By the time he’d come halfway into the light, there was more movement by the door. He squinted, swabbing at his eyes with a dirty hand – regretting it – hissing a curse between his teeth, squinting again.

He recognized John Osborne before he recognized anybody else. He nodded, maybe a little tentative; Osborne’s jaw set, and he didn’t nod back, and Tom couldn’t say he expected any more or less. Best leave it, he thought.

Propped up against Osborne was a little kov, and Tom reckoned that had to be Norton Collingwood. He was thin as a rail, wrapped in a big, wooly coat, with layers underneath; he had the narrow, pinched face, scholarly, almost, Tom associated with lawyers and suchlike.
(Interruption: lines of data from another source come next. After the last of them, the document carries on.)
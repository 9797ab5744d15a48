// Copyright 2026 the Orogen Authors
// SPDX-License-Identifier: Apache-2.0 OR MIT

//! Sprite definition traits and hook contexts.
//!
//! Authors describe behavior by implementing [`CustomSprite`] (stateful) or
//! [`PureSprite`] (memoized, side-effect-free) on a plain type, then emit
//! nodes referencing a shared `Rc` of that type. The tree erases the
//! per-definition `Props`/`State` types behind object-safe crate-internal
//! traits; downcasts are sound because a container only ever pairs a
//! definition with the state that definition produced.
//!
//! # Hook sequencing (custom sprites)
//!
//! Per logical tick, a container drains its update queue, runs
//! [`update`](CustomSprite::update) (skipped on the tick the container was
//! created), drains again, runs the selected render method, and drains once
//! more. [`init`](CustomSprite::init) runs exactly once per container
//! lifetime, before the first render.
//!
//! # Orientation variants
//!
//! The optional `render_portrait`/`render_xl`/`render_portrait_xl` methods
//! default to the fallback chain in
//! [`resolve_render_variant`](crate::sprite::resolve_render_variant). A
//! definition that overrides one must also report it in
//! [`variants`](CustomSprite::variants) so selection can find it.

use alloc::boxed::Box;
use alloc::rc::Rc;
use alloc::vec::Vec;
use core::any::Any;

use crate::device::{Device, FileRef, LoadTicket};
use crate::size::ResolvedSize;
use crate::sprite::node::{PureNode, SpriteNode};
use crate::sprite::variant::{RenderVariant, VariantSet};
use crate::update::{SharedUpdateQueue, Updater};

/// Context passed to [`CustomSprite::init`].
pub struct InitCtx<'a, S> {
    /// The host device.
    pub device: &'a mut dyn Device,
    /// Enqueues state updates; useful for wiring timer callbacks.
    pub updater: Updater<S>,
    global_id: &'a str,
    load: &'a mut Option<LoadTicket>,
}

impl<S> InitCtx<'_, S> {
    /// Requests asset files scoped to this sprite instance.
    ///
    /// Files are reference-counted per instance and released when the
    /// instance leaves the tree (deferred until the load settles if it is
    /// still in flight). One request per `init`; a second call replaces the
    /// tracked ticket.
    pub fn preload_files(&mut self, files: &[FileRef]) {
        *self.load = Some(self.device.preload_files(self.global_id, files));
    }
}

impl<S> core::fmt::Debug for InitCtx<'_, S> {
    fn fmt(&self, f: &mut core::fmt::Formatter<'_>) -> core::fmt::Result {
        write!(f, "InitCtx({})", self.global_id)
    }
}

/// Context passed to [`CustomSprite::update`] and the render methods.
pub struct SpriteCtx<'a, I, S> {
    /// The host device.
    pub device: &'a mut dyn Device,
    /// This sprite's input snapshot, in its own local frame.
    pub inputs: &'a I,
    /// Enqueues state updates for the next drain point.
    pub updater: Updater<S>,
    /// Fraction of a tick elapsed past the last completed one, in `[0, 1)`.
    /// Zero during state ticks; meaningful in render methods, which may use
    /// it to extrapolate visual position.
    pub extrapolation: f64,
}

impl<I, S> core::fmt::Debug for SpriteCtx<'_, I, S> {
    fn fmt(&self, f: &mut core::fmt::Formatter<'_>) -> core::fmt::Result {
        write!(f, "SpriteCtx(extrapolation: {})", self.extrapolation)
    }
}

/// A stateful sprite definition.
///
/// `I` is the host platform's input snapshot type, shared by every custom
/// sprite in one game.
pub trait CustomSprite<I>: 'static {
    /// Per-node props, supplied by the parent on every render.
    type Props: 'static;
    /// Per-instance state, created by [`init`](Self::init) and owned by the
    /// container.
    type State: Default + 'static;

    /// Produces the initial state. Runs exactly once per container
    /// lifetime. The default returns `State::default()`.
    fn init(&self, props: &Self::Props, ctx: &mut InitCtx<'_, Self::State>) -> Self::State {
        let _ = (props, ctx);
        Self::State::default()
    }

    /// Advances state by one logical tick. Not called on the tick the
    /// container was created. The default does nothing.
    fn update(
        &self,
        props: &Self::Props,
        state: &mut Self::State,
        ctx: &mut SpriteCtx<'_, I, Self::State>,
    ) {
        let _ = (props, state, ctx);
    }

    /// Produces this sprite's children. Must not mutate anything other than
    /// through [`SpriteCtx::updater`]; sibling ids must be unique.
    fn render(
        &self,
        props: &Self::Props,
        state: &Self::State,
        ctx: &mut SpriteCtx<'_, I, Self::State>,
    ) -> Vec<SpriteNode<I>>;

    /// Portrait render method; defaults to [`render`](Self::render).
    fn render_portrait(
        &self,
        props: &Self::Props,
        state: &Self::State,
        ctx: &mut SpriteCtx<'_, I, Self::State>,
    ) -> Vec<SpriteNode<I>> {
        self.render(props, state, ctx)
    }

    /// Large-viewport render method; defaults to [`render`](Self::render).
    fn render_xl(
        &self,
        props: &Self::Props,
        state: &Self::State,
        ctx: &mut SpriteCtx<'_, I, Self::State>,
    ) -> Vec<SpriteNode<I>> {
        self.render(props, state, ctx)
    }

    /// Large-viewport portrait render method; defaults to
    /// [`render_portrait`](Self::render_portrait).
    fn render_portrait_xl(
        &self,
        props: &Self::Props,
        state: &Self::State,
        ctx: &mut SpriteCtx<'_, I, Self::State>,
    ) -> Vec<SpriteNode<I>> {
        self.render_portrait(props, state, ctx)
    }

    /// The orientation-specific render methods this definition overrides.
    fn variants(&self) -> VariantSet {
        VariantSet::BASE
    }
}

/// A memoized, side-effect-free sprite definition.
///
/// Pure sprites render from props and viewport size alone — no state, no
/// device, no inputs — and may only produce other pure sprites or textures
/// ([`PureNode`] enforces this). Their output is cached and recomputed only
/// when [`should_rerender`](Self::should_rerender) reports a change or the
/// viewport was resized.
pub trait PureSprite: 'static {
    /// Per-node props, supplied by the parent on every render.
    type Props: 'static;

    /// Whether a props change requires re-rendering.
    fn should_rerender(&self, prev: &Self::Props, next: &Self::Props) -> bool;

    /// Produces this sprite's children.
    fn render(&self, props: &Self::Props, size: &ResolvedSize) -> Vec<PureNode>;

    /// Portrait render method; defaults to [`render`](Self::render).
    fn render_portrait(&self, props: &Self::Props, size: &ResolvedSize) -> Vec<PureNode> {
        self.render(props, size)
    }

    /// Large-viewport render method; defaults to [`render`](Self::render).
    fn render_xl(&self, props: &Self::Props, size: &ResolvedSize) -> Vec<PureNode> {
        self.render(props, size)
    }

    /// Large-viewport portrait render method; defaults to
    /// [`render_portrait`](Self::render_portrait).
    fn render_portrait_xl(&self, props: &Self::Props, size: &ResolvedSize) -> Vec<PureNode> {
        self.render_portrait(props, size)
    }

    /// The orientation-specific render methods this definition overrides.
    fn variants(&self) -> VariantSet {
        VariantSet::BASE
    }
}

/// Object-safe erasure of [`CustomSprite`], implemented for every definition
/// by blanket impl. Downcast failures are container-pairing bugs, not
/// author errors, and panic.
pub(crate) trait AnyCustomSprite<I> {
    fn init_erased(
        &self,
        props: &dyn Any,
        device: &mut dyn Device,
        queue: &SharedUpdateQueue,
        global_id: &str,
        load: &mut Option<LoadTicket>,
    ) -> Box<dyn Any>;

    fn update_erased(
        &self,
        props: &dyn Any,
        state: &mut dyn Any,
        device: &mut dyn Device,
        inputs: &I,
        queue: &SharedUpdateQueue,
    );

    fn render_erased(
        &self,
        variant: RenderVariant,
        props: &dyn Any,
        state: &dyn Any,
        device: &mut dyn Device,
        inputs: &I,
        queue: &SharedUpdateQueue,
        extrapolation: f64,
    ) -> Vec<SpriteNode<I>>;

    fn available_variants(&self) -> VariantSet;
}

impl<I: 'static, D: CustomSprite<I>> AnyCustomSprite<I> for D {
    fn init_erased(
        &self,
        props: &dyn Any,
        device: &mut dyn Device,
        queue: &SharedUpdateQueue,
        global_id: &str,
        load: &mut Option<LoadTicket>,
    ) -> Box<dyn Any> {
        let props = downcast_props::<D::Props>(props);
        let mut ctx = InitCtx {
            device,
            updater: Updater::new(Rc::clone(queue)),
            global_id,
            load,
        };
        Box::new(self.init(props, &mut ctx))
    }

    fn update_erased(
        &self,
        props: &dyn Any,
        state: &mut dyn Any,
        device: &mut dyn Device,
        inputs: &I,
        queue: &SharedUpdateQueue,
    ) {
        let props = downcast_props::<D::Props>(props);
        let state = state
            .downcast_mut::<D::State>()
            .expect("container state paired with a different definition");
        let mut ctx = SpriteCtx {
            device,
            inputs,
            updater: Updater::new(Rc::clone(queue)),
            extrapolation: 0.0,
        };
        self.update(props, state, &mut ctx);
    }

    fn render_erased(
        &self,
        variant: RenderVariant,
        props: &dyn Any,
        state: &dyn Any,
        device: &mut dyn Device,
        inputs: &I,
        queue: &SharedUpdateQueue,
        extrapolation: f64,
    ) -> Vec<SpriteNode<I>> {
        let props = downcast_props::<D::Props>(props);
        let state = state
            .downcast_ref::<D::State>()
            .expect("container state paired with a different definition");
        let mut ctx = SpriteCtx {
            device,
            inputs,
            updater: Updater::new(Rc::clone(queue)),
            extrapolation,
        };
        match variant {
            RenderVariant::Landscape => self.render(props, state, &mut ctx),
            RenderVariant::Portrait => self.render_portrait(props, state, &mut ctx),
            RenderVariant::LandscapeXl => self.render_xl(props, state, &mut ctx),
            RenderVariant::PortraitXl => self.render_portrait_xl(props, state, &mut ctx),
        }
    }

    fn available_variants(&self) -> VariantSet {
        self.variants()
    }
}

/// Object-safe erasure of [`PureSprite`].
pub(crate) trait AnyPureSprite {
    fn should_rerender_erased(&self, prev: &dyn Any, next: &dyn Any) -> bool;

    fn render_erased(
        &self,
        variant: RenderVariant,
        props: &dyn Any,
        size: &ResolvedSize,
    ) -> Vec<PureNode>;

    fn available_variants(&self) -> VariantSet;
}

impl<D: PureSprite> AnyPureSprite for D {
    fn should_rerender_erased(&self, prev: &dyn Any, next: &dyn Any) -> bool {
        self.should_rerender(downcast_props::<D::Props>(prev), downcast_props::<D::Props>(next))
    }

    fn render_erased(
        &self,
        variant: RenderVariant,
        props: &dyn Any,
        size: &ResolvedSize,
    ) -> Vec<PureNode> {
        let props = downcast_props::<D::Props>(props);
        match variant {
            RenderVariant::Landscape => self.render(props, size),
            RenderVariant::Portrait => self.render_portrait(props, size),
            RenderVariant::LandscapeXl => self.render_xl(props, size),
            RenderVariant::PortraitXl => self.render_portrait_xl(props, size),
        }
    }

    fn available_variants(&self) -> VariantSet {
        self.variants()
    }
}

fn downcast_props<P: 'static>(props: &dyn Any) -> &P {
    props
        .downcast_ref::<P>()
        .expect("sprite props paired with a different definition")
}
He was speaking to Uzoji, and as Tom came out, he gave him a tenth of a bow and a polite little smile, which was fair decent for an Anaxi. He didn’t let his eyes linger on the bandaged hand, but he thought of Uzoji’s.
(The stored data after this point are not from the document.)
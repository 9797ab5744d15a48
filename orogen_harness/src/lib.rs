// Copyright 2026 the Orogen Authors
// SPDX-License-Identifier: Apache-2.0 OR MIT

//! Deterministic doubles for driving orogen games headlessly.
//!
//! Real games run against a host device, a pointer platform, and a display
//! clock. This crate replaces all three with scripted equivalents so whole
//! games can be exercised tick by tick in tests and demos:
//!
//! - [`ScriptedClock`] — hand-cranked frame timestamps.
//! - [`TestDevice`] — records logs, preloads, cleanups, copies, and alerts;
//!   timers, network responses, and asset-load settlement fire only when
//!   the test says so.
//! - [`ScriptedPlatform`] — a pointer with real edge-flag semantics.
//! - [`RecordingSink`] — captures trace events, exportable as JSON.
//!
//! The integration tests at the bottom of this crate double as examples of
//! wiring a game together: build a [`SpriteTree`], a [`Scheduler`], the
//! doubles, and call `advance` per frame.
//!
//! [`SpriteTree`]: orogen_core::tree::SpriteTree
//! [`Scheduler`]: orogen_core::scheduler::Scheduler

mod clock;
mod device;
mod platform;
mod recorder;

pub use clock::ScriptedClock;
pub use device::{PendingRequest, TestAlerts, TestClipboard, TestDevice, TestNetwork, TestStorage};
pub use platform::{PointerInputs, ScriptedPlatform};
pub use recorder::{RecordingSink, TraceEvent};
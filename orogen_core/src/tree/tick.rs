// Copyright 2026 the Orogen Authors
// SPDX-License-Identifier: Apache-2.0 OR MIT

//! The state tick: advance, render, and reconcile one whole tree.
//!
//! Each custom sprite's visit follows a fixed sequence — drain the update
//! queue, run `update` (skipped on the creation tick), drain, render, drain
//! — and then reconciles the rendered children against the previous tick's
//! containers:
//!
//! 1. Sibling ids are checked for repeats; a duplicate panics naming the id.
//! 2. Ids without a container get one created (custom `init` runs, native
//!    `create` runs); existing ids are visited recursively. Textures pass
//!    through; native sprites are never descended into.
//! 3. Ids present last tick but absent now are destroyed depth-first.
//!
//! Pure sprites re-render only when their props changed or the viewport
//! resized; otherwise their cached output is reused without descending.

use alloc::collections::{BTreeMap, BTreeSet};
use alloc::format;
use alloc::rc::Rc;
use alloc::string::String;
use alloc::vec::Vec;
use core::any::Any;

use crate::device::{Device, Platform};
use crate::output::RenderedNode;
use crate::size::ResolvedSize;
use crate::sprite::{
    NativeNode, NativeSpriteUtils, PureNode, PureSpriteNode, SpriteId, SpriteNode,
    resolve_render_variant,
};
use crate::trace::Tracer;
use crate::transform::{FrameLink, LocalTransform};
use crate::update::drain_to_fixpoint;

use super::container::{Container, ContainerKind, NativeContainer, PureContainer};
use super::store::ContainerId;
use super::{SpriteTree, note_sibling_id};

impl<I: 'static> SpriteTree<I> {
    /// Runs one logical tick over the whole tree, creating the root
    /// container on the first call.
    pub(crate) fn state_tick(
        &mut self,
        platform: &mut dyn Platform<Inputs = I>,
        device: &mut dyn Device,
        tracer: &mut Tracer<'_>,
    ) {
        let size = device.size();
        let root = match self.root {
            Some(root) => root,
            None => {
                let root_def = Rc::clone(&self.root_def);
                let root_props = Rc::clone(&self.root_props);
                let root = self.create_custom(
                    None,
                    &SpriteId::from(super::ROOT_ID),
                    &root_def,
                    &*root_props,
                    device,
                );
                tracer.container_created(super::ROOT_ID);
                self.root = Some(root);
                root
            }
        };
        let frame = FrameLink::root();
        let root_props = Rc::clone(&self.root_props);
        self.tick_custom(root, &*root_props, &frame, &size, platform, device, tracer);
        self.did_resize = false;
    }

    /// Visits one custom container: queue drains, `update`, render, then
    /// child reconciliation.
    fn tick_custom(
        &mut self,
        cid: ContainerId,
        props: &dyn Any,
        frame: &FrameLink<'_>,
        size: &ResolvedSize,
        platform: &mut dyn Platform<Inputs = I>,
        device: &mut dyn Device,
        tracer: &mut Tracer<'_>,
    ) {
        let mut container = self.store.take(cid);
        let ContainerKind::Custom(cc) = &mut container.kind else {
            unreachable!("custom visit on non-custom container")
        };

        let inputs = platform.inputs(&|point| frame.to_local(point));

        drain_to_fixpoint(&cc.queue, &mut *cc.state);
        if !cc.just_created {
            cc.def
                .update_erased(props, &mut *cc.state, device, &inputs, &cc.queue);
            drain_to_fixpoint(&cc.queue, &mut *cc.state);
        }

        let variant = resolve_render_variant(size.portrait, size.xl, cc.def.available_variants());
        let children =
            cc.def
                .render_erased(variant, props, &*cc.state, device, &inputs, &cc.queue, 0.0);
        drain_to_fixpoint(&cc.queue, &mut *cc.state);
        cc.just_created = false;

        let mut child_map = core::mem::take(&mut cc.children);
        self.reconcile_children(
            &container.global_id,
            &mut child_map,
            children,
            frame,
            size,
            platform,
            device,
            tracer,
        );
        let ContainerKind::Custom(cc) = &mut container.kind else {
            unreachable!("container kind changed mid-visit")
        };
        cc.children = child_map;
        self.store.restore(cid, container);
    }

    /// Diffs one container's fresh child list against its previous
    /// containers, visiting each child recursively.
    fn reconcile_children(
        &mut self,
        parent_gid: &str,
        child_map: &mut BTreeMap<SpriteId, ContainerId>,
        nodes: Vec<SpriteNode<I>>,
        parent_frame: &FrameLink<'_>,
        size: &ResolvedSize,
        platform: &mut dyn Platform<Inputs = I>,
        device: &mut dyn Device,
        tracer: &mut Tracer<'_>,
    ) {
        let mut seen = BTreeSet::new();
        for node in nodes {
            match node {
                SpriteNode::Empty | SpriteNode::Texture(_) => {}
                SpriteNode::Custom(n) => {
                    note_sibling_id(&mut seen, &n.id, parent_gid);
                    let cid = match self.reusable_container(child_map, &n.id, device, tracer, |kind| {
                        matches!(kind, ContainerKind::Custom(_))
                    }) {
                        Some(cid) => {
                            let ContainerKind::Custom(cc) = &mut self.store.get_mut(cid).kind
                            else {
                                unreachable!("reusable_container checked the kind")
                            };
                            cc.def = Rc::clone(&n.def);
                            cid
                        }
                        None => {
                            let cid = self.create_custom(
                                Some(parent_gid),
                                &n.id,
                                &n.def,
                                &*n.props,
                                device,
                            );
                            child_map.insert(n.id.clone(), cid);
                            tracer.container_created(&self.store.get(cid).global_id);
                            cid
                        }
                    };
                    let child_frame = FrameLink::child(
                        parent_frame,
                        LocalTransform::from_props(&n.base.normalize()),
                    );
                    self.tick_custom(cid, &*n.props, &child_frame, size, platform, device, tracer);
                }
                SpriteNode::Pure(n) => {
                    note_sibling_id(&mut seen, &n.id, parent_gid);
                    let _ = self.reusable_container(child_map, &n.id, device, tracer, |kind| {
                        matches!(kind, ContainerKind::Pure(_))
                    });
                    self.tick_pure(child_map, parent_gid, n, size, device, tracer);
                }
                SpriteNode::Native(n) => {
                    note_sibling_id(&mut seen, &n.id, parent_gid);
                    let _ = self.reusable_container(child_map, &n.id, device, tracer, |kind| {
                        matches!(kind, ContainerKind::Native(_))
                    });
                    self.tick_native(child_map, parent_gid, n, size, device, tracer);
                }
            }
        }

        let unused: Vec<(SpriteId, ContainerId)> = child_map
            .iter()
            .filter(|(id, _)| !seen.contains(*id))
            .map(|(id, &cid)| (id.clone(), cid))
            .collect();
        for (id, cid) in unused {
            child_map.remove(&id);
            self.destroy_container(cid, device, tracer);
        }
    }

    /// Returns the existing container for `id` if its kind still matches.
    /// A container whose id was reused for a different node kind is
    /// destroyed so a fresh one can be created — prior state is never
    /// carried across kinds.
    fn reusable_container(
        &mut self,
        child_map: &mut BTreeMap<SpriteId, ContainerId>,
        id: &SpriteId,
        device: &mut dyn Device,
        tracer: &mut Tracer<'_>,
        kind_matches: impl Fn(&ContainerKind<I>) -> bool,
    ) -> Option<ContainerId> {
        let cid = *child_map.get(id)?;
        if kind_matches(&self.store.get(cid).kind) {
            Some(cid)
        } else {
            child_map.remove(id);
            self.destroy_container(cid, device, tracer);
            None
        }
    }

    /// Visits one pure container, re-rendering into its cache when the
    /// props changed or the viewport resized. Returns the container id so
    /// callers can read the cache.
    fn tick_pure(
        &mut self,
        child_map: &mut BTreeMap<SpriteId, ContainerId>,
        parent_gid: &str,
        node: PureSpriteNode,
        size: &ResolvedSize,
        device: &mut dyn Device,
        tracer: &mut Tracer<'_>,
    ) -> ContainerId {
        let cid = match child_map.get(&node.id) {
            Some(&cid) => {
                let ContainerKind::Pure(pc) = &mut self.store.get_mut(cid).kind else {
                    unreachable!("pure visit on non-pure container")
                };
                pc.def = Rc::clone(&node.def);
                cid
            }
            None => {
                let global_id = format!("{parent_gid}/{}", node.id);
                let cid = self.store.insert(Container {
                    global_id,
                    kind: ContainerKind::Pure(PureContainer {
                        def: Rc::clone(&node.def),
                        // Replaced below, before anything can read it.
                        last_props: alloc::boxed::Box::new(()),
                        cache: None,
                        children: BTreeMap::new(),
                    }),
                });
                child_map.insert(node.id.clone(), cid);
                tracer.container_created(&self.store.get(cid).global_id);
                cid
            }
        };

        let mut container = self.store.take(cid);
        let ContainerKind::Pure(pc) = &mut container.kind else {
            unreachable!("pure visit on non-pure container")
        };
        let stale = self.did_resize
            || pc.cache.is_none()
            || pc
                .def
                .should_rerender_erased(&*pc.last_props, &*node.props);
        if stale {
            let variant =
                resolve_render_variant(size.portrait, size.xl, pc.def.available_variants());
            let child_nodes = pc.def.render_erased(variant, &*node.props, size);
            let mut grand_children = core::mem::take(&mut pc.children);
            let rendered = self.reconcile_pure_children(
                &container.global_id,
                &mut grand_children,
                child_nodes,
                size,
                device,
                tracer,
            );
            let ContainerKind::Pure(pc) = &mut container.kind else {
                unreachable!("container kind changed mid-visit")
            };
            pc.children = grand_children;
            pc.cache = Some(rendered);
            tracer.pure_cache_miss(&container.global_id);
        } else {
            tracer.pure_cache_hit(&container.global_id);
        }
        let ContainerKind::Pure(pc) = &mut container.kind else {
            unreachable!("container kind changed mid-visit")
        };
        pc.last_props = node.props;
        self.store.restore(cid, container);
        cid
    }

    /// Reconciles a pure sprite's children (only pure sprites and
    /// textures) and materializes their rendered form for the cache.
    fn reconcile_pure_children(
        &mut self,
        parent_gid: &str,
        child_map: &mut BTreeMap<SpriteId, ContainerId>,
        nodes: Vec<PureNode>,
        size: &ResolvedSize,
        device: &mut dyn Device,
        tracer: &mut Tracer<'_>,
    ) -> Vec<RenderedNode> {
        let mut seen = BTreeSet::new();
        let mut out = Vec::with_capacity(nodes.len());
        for node in nodes {
            match node {
                PureNode::Texture(texture) => out.push(RenderedNode::from_texture(texture)),
                PureNode::Sprite(n) => {
                    note_sibling_id(&mut seen, &n.id, parent_gid);
                    let id = n.id.clone();
                    let base = n.base.normalize();
                    let cid = self.tick_pure(child_map, parent_gid, n, size, device, tracer);
                    let ContainerKind::Pure(pc) = &self.store.get(cid).kind else {
                        unreachable!("pure visit returned a non-pure container")
                    };
                    let children = pc
                        .cache
                        .clone()
                        .expect("pure cache is filled by the visit");
                    out.push(RenderedNode::Group { id, base, children });
                }
            }
        }

        let unused: Vec<(SpriteId, ContainerId)> = child_map
            .iter()
            .filter(|(id, _)| !seen.contains(*id))
            .map(|(id, &cid)| (id.clone(), cid))
            .collect();
        for (id, cid) in unused {
            child_map.remove(&id);
            self.destroy_container(cid, device, tracer);
        }
        out
    }

    /// Visits one native container: host `create` on first sight, host
    /// `update` afterwards. Never descends — native state is opaque.
    fn tick_native(
        &mut self,
        child_map: &mut BTreeMap<SpriteId, ContainerId>,
        parent_gid: &str,
        node: NativeNode,
        size: &ResolvedSize,
        _device: &mut dyn Device,
        tracer: &mut Tracer<'_>,
    ) {
        let imp = self
            .registry
            .get(&node.name)
            .unwrap_or_else(|| panic!("cannot find Native Sprite {:?}", node.name));
        let mut utils = NativeSpriteUtils {
            size,
            did_resize: self.did_resize,
        };
        match child_map.get(&node.id) {
            Some(&cid) => {
                let mut container = self.store.take(cid);
                let ContainerKind::Native(nc) = &mut container.kind else {
                    unreachable!("native visit on non-native container")
                };
                nc.imp = Rc::clone(&imp);
                imp.update(
                    &*node.props,
                    &mut *nc.state,
                    &nc.parent_global_id,
                    &mut utils,
                );
                self.store.restore(cid, container);
            }
            None => {
                let state = imp.create(&*node.props, parent_gid, &mut utils);
                let global_id = format!("{parent_gid}/{}", node.id);
                let cid = self.store.insert(Container {
                    global_id,
                    kind: ContainerKind::Native(NativeContainer {
                        imp,
                        state,
                        parent_global_id: String::from(parent_gid),
                    }),
                });
                child_map.insert(node.id.clone(), cid);
                tracer.container_created(&self.store.get(cid).global_id);
            }
        }
    }
}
Aremu’d moved back over to take his place beside Niccolette. Tom noticed; he thought of how they’d acted round each other before, at the shipyard, and it left him wondering about Niccolette, this time. He took his own place by the door, near a smirking Marlin, safe-like away from all the plots and gollies. When Collie asked them to dinner, he suppressed a snort; his lip twitched in a wry little smile before he could help it.

Again, he felt a tightness in his guts, when the casting started. Again, he thought about trust.

With the air stirring, heating up, with the natt moving to work the machines – Tom thought of all the valves, all the little switches, they’d found homes for – he couldn’t think of anything but trust. Tom remembered galdori had plots called prodigia, that’d connect vroo casting – how’d they call it – in chorus. He imagined lines of trust in the air like a thread connecting every man, some threads more tenuous than others. They were thicker among the airship crew – thicker among Collie’s men, Tom thought, watching them work. Thinner lines, here and there, newly-woven, easily-broken.

Ne, he didn’t know much about ohante at all. But he reckoned there was enough trust here to get them all through; there tended to be, with Uzoji around. Often enough, he found himself watching Aremu’s face, something a little sad on his own scarred, heavy face. And when the poetry finally stopped, when Collie sagged against Osborne, when they found the aetherium at the end of the passage, he wondered at what trust could do.

Well, tonight, at least, it’d got an airship off the ground. Tonight, he was fair tired, and fair, fair glad to be alive. He supposed they all were – them that’d ever doubted they would be, at least.